Beaumont sur Mer12 luglio 2017
In queste ultime settimane sento sempre più spesso espressioni come: “anti-Amanteano”, “sfascista”, “irresponsabile”, invettive indirizzate a persone che denunciano dei fatti gravissimi come l’inquinamento del mare di Ulisse, l’immondizia sparsa per le strade, l’odore nauseabondo della putrida rete fognaria e le migliaia di buche che ormai fanno parte del tessuto cittadino. Questo accanimento contro persone che fondamentalmente vogliono bene al proprio paese e vorrebbero che le cose migliorassero, lascia trapelare un egotismo senza freno da parte di una bella fetta di popolazione arruffona e sbrodolona che non sa neanche cosa sia un sentimento profondo come l’amore per gli altri e per il proprio paese.
L’intero concetto di amore per la propria terra è costruito attorno al concetto di difesa collettiva. Il concetto di autoconservazione dove sacrificare certi diritti per ottenere maggiori benefici. L’amore per la propria terra in questo caso costruisce una robusta difesa per proteggere il “paese natale”. La gente lavora per l’amore del paese per creare posti di lavoro e raccogliere i benefici nel suo complesso. Così logicamente se si desidera mantenere una parte di un sistema funzionante e trarre vantaggi dagli sforzi collettivi: energia elettrica, acqua pulita, difesa, legge e ordine, trasporti pubblici ecc. Dovresti amare il tuo paese.
Tutti conoscono l’espressione “nemo propheta in patria”. E’ una locuzione in lingua latina che significa: “Nessuno è profeta in patria. L’espressione vuole indicare la difficoltà delle persone di emergere in ambienti a loro familiari; in ambienti estranei viene generalmente assunto che sia più facile far valere le proprie capacità e qualità. E’ un’espressione tratta a dai Vangeli : tutti e quattro riportano, direttamente o indirettamente, questa frase di Gesù di Nazaret nell’occasione della visita alla città di Nazareth dove partecipava alla liturgia della sinagoga.

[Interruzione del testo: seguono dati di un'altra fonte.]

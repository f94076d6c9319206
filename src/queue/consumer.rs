//! Consumer façade
//!
//! One [`ShardReader`] task per shard feeds a shared bounded delivery buffer;
//! `pop` takes from it. Every popped message is scheduled for acknowledgment
//! before it is decoded, so acknowledgment means "delivered", not
//! "processed": a payload that fails to decode, or whose handler fails, is
//! still acknowledged and deleted.

use crate::core::shutdown::ShutdownCoordinator;
use crate::queue::ack::AckPipeline;
use crate::queue::client::ShardClient;
use crate::queue::codec::Marshaler;
use crate::queue::error::{HandlerError, QueueError, QueueResult};
use crate::queue::message::{Message, Receipt};
use crate::queue::options::ConsumerOptions;
use crate::queue::reader::ShardReader;
use crate::queue::sink::Reporter;
use crate::store::LogStore;
use std::sync::atomic::{AtomicBool, Ordering};
use std::sync::{Arc, Mutex};
use tokio::sync::mpsc;
use tokio::task::{JoinHandle, JoinSet};

pub struct Consumer {
    client: Arc<ShardClient>,
    consumer_name: String,
    deliveries: tokio::sync::Mutex<mpsc::Receiver<Message>>,
    acks: Mutex<Option<mpsc::Sender<Receipt>>>,
    shutdown: ShutdownCoordinator,
    stopped: AtomicBool,
    workers: tokio::sync::Mutex<Option<Workers>>,
}

struct Workers {
    readers: JoinSet<()>,
    ack_pipeline: JoinHandle<()>,
}

impl Consumer {
    /// Validate `options`, provision every shard and start one reader per
    /// shard plus the ack pipeline
    pub async fn new(options: ConsumerOptions, store: Arc<dyn LogStore>) -> QueueResult<Self> {
        let options = options.validate()?;
        let client =
            Arc::new(ShardClient::connect(&options.queue_name, options.shard_count, store).await?);
        let reporter = Reporter::new(options.error_sink.clone());
        let shutdown = ShutdownCoordinator::new();

        let (delivery_tx, delivery_rx) = mpsc::channel(options.pending_buffer_size);
        let (ack_tx, ack_rx) = mpsc::channel(options.pending_buffer_size);

        let pipeline = AckPipeline::new(
            client.clone(),
            ack_rx,
            options.batch_size,
            options.batch_period,
            options.retry_policy(),
            reporter.clone(),
        );
        let ack_pipeline = tokio::spawn(pipeline.run());

        let mut readers = JoinSet::new();
        for shard in 0..client.shard_count() {
            let reader = ShardReader {
                shard,
                client: client.clone(),
                consumer_name: options.consumer_name.clone(),
                prefetch_count: options.prefetch_count,
                block: options.block,
                retry: options.retry_policy(),
                reporter: reporter.clone(),
                deliveries: delivery_tx.clone(),
                acks: ack_tx.clone(),
                shutdown: shutdown.clone(),
            };
            readers.spawn(reader.run());
        }

        log::info!(
            "Consumer '{}' started for queue '{}' over {} shard(s)",
            options.consumer_name,
            options.queue_name,
            options.shard_count
        );
        Ok(Self {
            client,
            consumer_name: options.consumer_name,
            deliveries: tokio::sync::Mutex::new(delivery_rx),
            acks: Mutex::new(Some(ack_tx)),
            shutdown,
            stopped: AtomicBool::new(false),
            workers: tokio::sync::Mutex::new(Some(Workers {
                readers,
                ack_pipeline,
            })),
        })
    }

    /// Wait for the next message, decode it into `payload` and run `handler`
    ///
    /// Returns `None` once the consumer is closed and every buffered message
    /// has been popped.
    ///
    /// The message is scheduled for acknowledgment as soon as it is taken
    /// off the buffer, before decoding. A decode error or a handler error is
    /// returned to the caller, but the entry is acknowledged and deleted all
    /// the same and will not be delivered again.
    pub async fn pop<P, F>(&self, payload: &mut P, handler: F) -> Option<QueueResult<()>>
    where
        P: Marshaler + ?Sized,
        F: FnOnce(&Message) -> Result<(), HandlerError>,
    {
        let message = self.deliveries.lock().await.recv().await?;
        self.schedule_ack(message.receipt()).await;

        if let Err(e) = payload.unmarshal(&message.body) {
            return Some(Err(e.into()));
        }
        Some(handler(&message).map_err(|source| QueueError::Handler {
            id: message.id,
            source,
        }))
    }

    async fn schedule_ack(&self, receipt: Receipt) {
        let sender = self.acks.lock().ok().and_then(|guard| guard.clone());
        let scheduled = match sender {
            Some(sender) => sender.send(receipt).await.is_ok(),
            None => false,
        };
        if !scheduled {
            log::warn!(
                "Ack pipeline closed, entry {} on shard {} stays pending and will be redelivered",
                receipt.id,
                receipt.shard
            );
        }
    }

    /// Stop the readers, then drain and stop the ack pipeline
    ///
    /// Messages still in the delivery buffer can be popped afterwards; they
    /// are not acknowledged and come back through the backlog on the next
    /// start with the same consumer name. Calling it again waits for the
    /// first call to finish and returns.
    pub async fn close(&self) {
        let mut workers = self.workers.lock().await;
        let Some(Workers {
            mut readers,
            ack_pipeline,
        }) = workers.take()
        else {
            return;
        };

        self.shutdown.trigger_shutdown();
        while let Some(joined) = readers.join_next().await {
            if let Err(e) = joined {
                log::error!("Shard reader ended abnormally: {}", e);
            }
        }
        // the readers owned every delivery sender, so the buffer is closed now
        self.stopped.store(true, Ordering::Release);

        if let Ok(mut acks) = self.acks.lock() {
            acks.take();
        }
        if let Err(e) = ack_pipeline.await {
            log::error!("Ack pipeline ended abnormally: {}", e);
        }
        log::info!(
            "Consumer '{}' for queue '{}' closed",
            self.consumer_name,
            self.client.queue_name()
        );
    }

    /// True once every shard reader has exited
    pub fn is_stopped(&self) -> bool {
        self.stopped.load(Ordering::Acquire)
    }

    pub fn queue_name(&self) -> &str {
        self.client.queue_name()
    }

    pub fn consumer_name(&self) -> &str {
        &self.consumer_name
    }

    pub fn shard_count(&self) -> usize {
        self.client.shard_count()
    }
}

impl Drop for Consumer {
    fn drop(&mut self) {
        // readers of a consumer that was never closed exit after their current read
        self.shutdown.trigger_shutdown();
    }
}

Matteo: E si scandalizzavano per causa sua. Ma Gesù disse loro: «Un profeta non è disprezzato se non nella sua patria e in casa sua». Marco: Ma Gesù disse loro: «Un profeta non è disprezzato che nella sua patria, tra i suoi parenti e in casa sua». Luca : Poi aggiunse: «Nessun profeta è bene accetto in patria». Giovanni : Ma Gesù stesso aveva dichiarato che un profeta non riceve onore nella sua patria. Il contesto dell’affermazione è nelle note riassuntive della visita di Gesù alla sua città di Nazaret, dove partecipò alla liturgia della sinagoga e applicò a sé la profezia di Isaia riguardante il dono dello Spirito Santo al Messia del Signore. La reazione dei nazareni è di rifiuto, e lì Gesù pronunciò la frase in questione.
Invece in Giovanni l’affermazione appare nel contesto generico di un ritorno a Nazaret di Gesù dopo una festa di Gerusalemme. Ancor oggi simile espressione viene usata da coloro che vedono il proprio operato non apprezzato da chi sta più vicino: famigliari, colleghi, amici…Essendo il successo, la fama, come qualcosa fuori dell’ordinario, stentiamo ad attribuire queste doti ad una persona che vive la nostra stessa vita ordinaria. Le attribuiamo più facilmente a chi non conosciamo affatto e viene da lontano. Avere la propria Terra nel cuore significa sentire forte l’appartenenza e portare le radici dentro di sé, in qualunque parte del mondo ci si ritrovi ad essere, a nascere, a vivere, ad amare e anche a morire. E’ un legame inscindibile dal proprio Dna, esattamente come avviene per il proprio gruppo sanguineo. La propria Terra tale e quale al proprio sangue, diviene un’identità, un’ appartenenza, una necessità ed anche una priorità. Solo le qualità che sorgono dalla nostra attività spontanea danno forza all’io e formano per tanto la base della sua integrità. L’incapacità di agire spontaneamente, di esprimere quel che veramente si sente e si pensa, è la conseguente necessità di presentare uno pseudo io agli altri e a se stessi, sono la radice del sentimento di inferiorità e di debolezza.